# YOUR GOAL
What lines in the data below mention the string "Attempted"? Copy them out.

# DATA IN THIS EXERCISE

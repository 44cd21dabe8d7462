use crate::ast;
use crate::loc;
use crate::operation::OperationKind;
use crate::schema::Schema;
use crate::schema::TypeValidationError;
use crate::types::GraphQLType;
use crate::types::GraphQLTypeKind;
use crate::types::NamedGraphQLTypeRef;
use crate::types::TypesMapBuilder;
use std::collections::HashMap;
use std::collections::HashSet;
use std::path::Path;
use std::path::PathBuf;
use thiserror::Error;

type Result<T> = std::result::Result<T, SchemaBuildError>;

/// Utility for building a [`Schema`] from one or more SDL documents.
///
/// ```
/// use graphql_tester::schema::SchemaBuilder;
///
/// let schema = SchemaBuilder::new()
///     .load_str(None, "type Query { me: User }")?
///     .load_str(None, "type User { id: ID! }")?
///     .build()?;
///
/// assert!(schema.lookup("User").is_some());
/// # Ok::<(), graphql_tester::schema::SchemaBuildError>(())
/// ```
#[derive(Debug)]
pub struct SchemaBuilder {
    directive_names: HashSet<String>,
    extensions: Vec<(PathBuf, ast::schema::TypeExtension)>,
    mutation_type: Option<NamedTypeDefLocation>,
    query_type: Option<NamedTypeDefLocation>,
    str_load_counter: u16,
    subscription_type: Option<NamedTypeDefLocation>,
    types_map_builder: TypesMapBuilder,
}
impl SchemaBuilder {
    pub fn build(mut self) -> Result<Schema> {
        // Extensions are applied only once every document has been visited so
        // that an extension may precede its base definition.
        for (ext_path, ext) in self.extensions.iter() {
            self.types_map_builder.merge_type_extension(ext_path.as_path(), ext)?;
        }

        let types = self.types_map_builder.into_types_map()?;

        let query_type = Self::resolve_root_type(
            &types,
            OperationKind::Query,
            self.query_type.take(),
        )?.ok_or(SchemaBuildError::NoQueryOperationTypeDefined)?;
        let mutation_type = Self::resolve_root_type(
            &types,
            OperationKind::Mutation,
            self.mutation_type.take(),
        )?;
        let subscription_type = Self::resolve_root_type(
            &types,
            OperationKind::Subscription,
            self.subscription_type.take(),
        )?;

        log::debug!(
            "Built schema with {} types (query root: `{}`)",
            types.len(),
            query_type.name(),
        );

        Ok(Schema {
            directive_names: self.directive_names,
            query_type,
            mutation_type,
            subscription_type,
            types,
        })
    }

    pub fn new() -> Self {
        Self {
            directive_names: HashSet::new(),
            extensions: vec![],
            mutation_type: None,
            query_type: None,
            str_load_counter: 0,
            subscription_type: None,
            types_map_builder: TypesMapBuilder::new(),
        }
    }

    /// Parse and visit one SDL document. When no `file_path` is given, the
    /// document is named `str://{n}` in locations and errors.
    pub fn load_str(
        mut self,
        file_path: Option<PathBuf>,
        content: &str,
    ) -> Result<Self> {
        let file_path =
            if let Some(file_path) = file_path {
                file_path
            } else {
                let ctr = self.str_load_counter;
                self.str_load_counter += 1;
                PathBuf::from(format!("str://{ctr}"))
            };
        log::trace!("Loading schema document `{}`", file_path.display());

        let ast_doc = ast::schema::parse(content)
            .map_err(|err| SchemaBuildError::ParseError {
                file: file_path.to_owned(),
                err: err.to_string(),
            })?;

        for def in ast_doc.definitions {
            self.visit_ast_def(file_path.as_path(), def)?;
        }

        Ok(self)
    }

    /// An explicitly declared root must name an object type. Without one, an
    /// object type with the default name (if any) is used.
    fn resolve_root_type(
        types: &HashMap<String, GraphQLType>,
        operation: OperationKind,
        declared: Option<NamedTypeDefLocation>,
    ) -> Result<Option<NamedGraphQLTypeRef>> {
        if let Some(declared) = declared {
            return match types.get(declared.type_name.as_str()) {
                Some(GraphQLType::Object(_)) => Ok(Some(NamedGraphQLTypeRef::new(
                    declared.type_name,
                    declared.def_location,
                ))),
                other_type => Err(SchemaBuildError::InvalidRootOperationType {
                    operation,
                    type_name: declared.type_name,
                    type_kind: other_type.map(GraphQLTypeKind::from),
                    location: declared.def_location,
                }),
            };
        }

        let default_name = match operation {
            OperationKind::Mutation => "Mutation",
            OperationKind::Query => "Query",
            OperationKind::Subscription => "Subscription",
        };
        Ok(match types.get(default_name) {
            Some(GraphQLType::Object(obj_type)) => Some(NamedGraphQLTypeRef::new(
                default_name,
                obj_type.def_location().to_owned(),
            )),
            _ => None,
        })
    }

    fn visit_ast_def(
        &mut self,
        file_path: &Path,
        def: ast::schema::Definition,
    ) -> Result<()> {
        use ast::schema::Definition;
        match def {
            Definition::SchemaDefinition(schema_def) =>
                self.visit_ast_schemablock_def(file_path, schema_def),
            Definition::TypeDefinition(type_def) =>
                self.types_map_builder.visit_type_def(file_path, &type_def),
            Definition::TypeExtension(type_ext) => {
                self.extensions.push((file_path.to_path_buf(), type_ext));
                Ok(())
            },
            // Only the name matters: operations may annotate with any declared
            // directive.
            Definition::DirectiveDefinition(directive_def) => {
                self.directive_names.insert(directive_def.name);
                Ok(())
            },
        }
    }

    fn visit_ast_schemablock_def(
        &mut self,
        file_path: &Path,
        schema_def: ast::schema::SchemaDefinition,
    ) -> Result<()> {
        let declared_roots = [
            (OperationKind::Query, schema_def.query),
            (OperationKind::Mutation, schema_def.mutation),
            (OperationKind::Subscription, schema_def.subscription),
        ];
        for (operation, type_name) in declared_roots {
            let Some(type_name) = type_name else {
                continue;
            };
            let typedef_loc = NamedTypeDefLocation::from_pos(
                type_name,
                file_path,
                schema_def.position,
            );
            let root_slot = match operation {
                OperationKind::Mutation => &mut self.mutation_type,
                OperationKind::Query => &mut self.query_type,
                OperationKind::Subscription => &mut self.subscription_type,
            };
            if let Some(existing_typedef_loc) = root_slot {
                return Err(SchemaBuildError::DuplicateOperationDefinition {
                    operation,
                    location1: existing_typedef_loc.to_owned(),
                    location2: typedef_loc,
                });
            }
            *root_slot = Some(typedef_loc);
        }
        Ok(())
    }
}
impl Default for SchemaBuilder {
    fn default() -> Self {
        Self::new()
    }
}

#[derive(Clone, Debug, Error, PartialEq)]
pub enum SchemaBuildError {
    #[error(
        "The `{value_name}` value was defined more than once on the \
        `{enum_name}` enum type"
    )]
    DuplicateEnumValueDefinition {
        enum_name: String,
        enum_def_location: loc::SchemaDefLocation,
        value_def1: loc::SchemaDefLocation,
        value_def2: loc::SchemaDefLocation,
        value_name: String,
    },

    #[error(
        "The `{field_name}` field was defined more than once on the \
        `{type_name}` type"
    )]
    DuplicateFieldNameDefinition {
        type_name: String,
        field_name: String,
        field_def1: loc::SchemaDefLocation,
        field_def2: loc::SchemaDefLocation,
    },

    #[error(
        "The `{type_name}` type declares that it implements the \
        `{duplicated_interface_name}` interface more than once"
    )]
    DuplicateInterfaceImplementsDeclaration {
        def_location: loc::SchemaDefLocation,
        duplicated_interface_name: String,
        type_name: String,
    },

    #[error("The {operation:?} root operation type was declared more than once")]
    DuplicateOperationDefinition {
        operation: OperationKind,
        location1: NamedTypeDefLocation,
        location2: NamedTypeDefLocation,
    },

    #[error(
        "The `{param_name}` parameter was defined more than once on \
        `{type_name}.{field_name}`"
    )]
    DuplicateParameterDefinition {
        type_name: String,
        field_name: String,
        param_name: String,
        param_def1: loc::SchemaDefLocation,
        param_def2: loc::SchemaDefLocation,
    },

    #[error("Multiple GraphQL types named `{type_name}` were defined")]
    DuplicateTypeDefinition {
        type_name: String,
        def1: loc::SchemaDefLocation,
        def2: loc::SchemaDefLocation,
    },

    #[error("The `{type_name}` union specifies the same member type multiple times")]
    DuplicatedUnionMember {
        type_name: String,
        member1: loc::SchemaDefLocation,
        member2: loc::SchemaDefLocation,
    },

    #[error("Enum types must define one or more unique variants")]
    EnumWithNoVariants {
        type_name: String,
        location: loc::SchemaDefLocation,
    },

    #[error("Attempted to extend the `{type_name}` type, which is not defined elsewhere")]
    ExtensionOfUndefinedType {
        type_name: String,
        extension_type_loc: loc::SchemaDefLocation,
    },

    #[error(
        "Attempted to extend the `{}` type using a different kind of type \
        extension",
        schema_type.name(),
    )]
    InvalidExtensionType {
        schema_type: GraphQLType,
        extension_loc: loc::SchemaDefLocation,
    },

    #[error("Field names must not start with `__`")]
    InvalidDunderPrefixedFieldName {
        def_location: loc::SchemaDefLocation,
        field_name: String,
        type_name: String,
    },

    #[error("Parameter names must not start with `__`")]
    InvalidDunderPrefixedParamName {
        def_location: loc::SchemaDefLocation,
        field_name: String,
        param_name: String,
        type_name: String,
    },

    #[error("Type names must not start with `__`")]
    InvalidDunderPrefixedTypeName {
        def_location: loc::SchemaDefLocation,
        type_name: String,
    },

    #[error(
        "The {operation:?} root operation type is declared as `{type_name}`, \
        which is not a defined object type"
    )]
    InvalidRootOperationType {
        operation: OperationKind,
        type_name: String,
        type_kind: Option<GraphQLTypeKind>,
        location: loc::SchemaDefLocation,
    },

    #[error("Attempted to build a schema that has no Query operation type defined")]
    NoQueryOperationTypeDefined,

    #[error("Error parsing schema document `{}`: {err}", file.display())]
    ParseError {
        file: PathBuf,
        err: String,
    },

    #[error(
        "Encountered the following type-validation errors while building the \
        schema:\n\n{}",
        errors.iter()
            .map(|s| format!("  * {s}"))
            .collect::<Vec<_>>()
            .join("\n"),
    )]
    TypeValidationErrors {
        errors: Vec<TypeValidationError>,
    },
}

/// Represents the file location of a given type's definition in the schema.
#[derive(Clone, Debug, PartialEq)]
pub struct NamedTypeDefLocation {
    pub def_location: loc::SchemaDefLocation,
    pub type_name: String,
}
impl NamedTypeDefLocation {
    pub(crate) fn from_pos(
        type_name: String,
        file: &Path,
        pos: ast::AstPos,
    ) -> Self {
        Self {
            def_location: loc::FilePosition::from_pos(file, pos).into(),
            type_name,
        }
    }
}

# RESPONSE TO THE TASK
    #[error("Attempted to extend the `{type_name}` type, which is not defined elsewhere")]
        "Attempted to extend the `{}` type using a different kind of type \
    #[error("Attempted to build a schema that has no Query operation type defined")]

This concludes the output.